The analysis was based on the published Center for Outcomes Research (CORE) Diabetes Model. This was a Markov model that projected the risk of complications due to diabetes over time. A 30-year time horizon was considered and the authors stated that the analysis took the perspective of the third-party payer.
The clinical evidence on the treatment efficacy and baseline characteristics of the patient population came from a 52-week, double-dummy, placebo, randomised controlled trial (RCT); the Liraglutide Effect and Action in Diabetes (LEAD)-3 trial. This included 746 eligible patients, with 251 in the liraglutide 1.2mg group, 247 in the liraglutide 1.8mg group, and 248 in the glimepiride group. Other clinical data on diabetes complications were already incorporated in the decision model and were derived from the most relevant published epidemiological and clinical sources, such as the UK Prospective Diabetes Study. The primary endpoint was the reduction in haemoglobin A1c
with the two treatments. Assumptions were needed for the long-term effects of the treatments because only 52 weeks of data were available.
Monetary benefit and utility valuations:
Measure of benefit:
Survival was the key outcome of the model; it was not combined with the costs. Event rates were also reported.

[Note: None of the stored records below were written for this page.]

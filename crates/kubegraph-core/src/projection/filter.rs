use serde::{Deserialize, Serialize};
use std::collections::{BTreeMap, BTreeSet};

use crate::model::{Node, NodeId, ResourceKind};

/// Hop limit for an ego network.
#[derive(Debug, Clone, Copy, PartialEq, Eq, Hash, Serialize, Deserialize)]
#[serde(rename_all = "lowercase")]
pub enum Depth {
    Bounded(usize),
    Unbounded,
}

impl Depth {
    pub fn allows(&self, hops: usize) -> bool {
        match self {
            Self::Bounded(limit) => hops <= *limit,
            Self::Unbounded => true,
        }
    }
}

impl Default for Depth {
    fn default() -> Self {
        Self::Bounded(1)
    }
}

/// Which edges an ego traversal may follow.
#[derive(Debug, Clone, Copy, PartialEq, Eq, Hash, Default, Serialize, Deserialize)]
#[serde(rename_all = "lowercase")]
pub enum Direction {
    #[default]
    Both,
    Outgoing,
    Incoming,
}

/// Focus node for a "blast radius" view.
#[derive(Debug, Clone, PartialEq, Eq, Hash, Serialize, Deserialize)]
pub struct Focus {
    pub node: NodeId,
    #[serde(default)]
    pub depth: Depth,
    #[serde(default)]
    pub direction: Direction,
}

/// Narrows a graph view. Empty sets do not filter.
///
/// A node passes the namespace filter when it lives in one of the listed
/// namespaces or is the namespace node itself. Cluster-scoped nodes only
/// pass an empty namespace filter. Label filters compare against the
/// resource labels; every pair must match.
#[derive(Debug, Clone, Default, PartialEq, Eq, Hash, Serialize, Deserialize)]
#[serde(default)]
pub struct GraphFilter {
    pub namespaces: BTreeSet<String>,
    pub kinds: BTreeSet<ResourceKind>,
    pub labels: BTreeMap<String, String>,
    #[serde(skip_serializing_if = "Option::is_none")]
    pub focus: Option<Focus>,
}

impl GraphFilter {
    pub fn all() -> Self {
        Self::default()
    }

    pub fn namespace(mut self, ns: impl Into<String>) -> Self {
        self.namespaces.insert(ns.into());
        self
    }

    pub fn kind(mut self, kind: ResourceKind) -> Self {
        self.kinds.insert(kind);
        self
    }

    pub fn label(mut self, key: impl Into<String>, value: impl Into<String>) -> Self {
        self.labels.insert(key.into(), value.into());
        self
    }

    pub fn focus(mut self, node: NodeId, depth: Depth, direction: Direction) -> Self {
        self.focus = Some(Focus { node, depth, direction });
        self
    }

    pub fn is_unfiltered(&self) -> bool {
        self.namespaces.is_empty() && self.kinds.is_empty() && self.labels.is_empty() && self.focus.is_none()
    }

    /// Namespace, kind and label checks. Focus is applied separately.
    pub fn admits(&self, node: &Node) -> bool {
        if !self.kinds.is_empty() && !self.kinds.contains(&node.kind) {
            return false;
        }
        if !self.namespaces.is_empty() {
            let inside = match &node.namespace {
                Some(ns) => self.namespaces.contains(ns),
                None => node.kind == ResourceKind::Namespace && self.namespaces.contains(&node.name),
            };
            if !inside {
                return false;
            }
        }
        if !self.labels.is_empty() {
            let labels = node.attributes.get("labels").and_then(|v| v.as_object());
            let matched = self.labels.iter().all(|(k, v)| {
                labels
                    .and_then(|l| l.get(k))
                    .and_then(|actual| actual.as_str())
                    .is_some_and(|actual| actual == v)
            });
            if !matched {
                return false;
            }
        }
        true
    }
}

The economic analysis included the costs of drugs, management of disease (medications and monitoring), and diabetes-related complications. The costs were presented as macro-categories and were derived from published sources, but the details of these were not given. All costs were in US dollars ($) and were discounted at an annual rate of 3%. The price year was 2007.
Analysis of uncertainty:
Deterministic sensitivity analyses were undertaken on the change in haemoglobin A1c
(using a published 95% confidence interval), the decay curve for glimepiride, and the discount rate.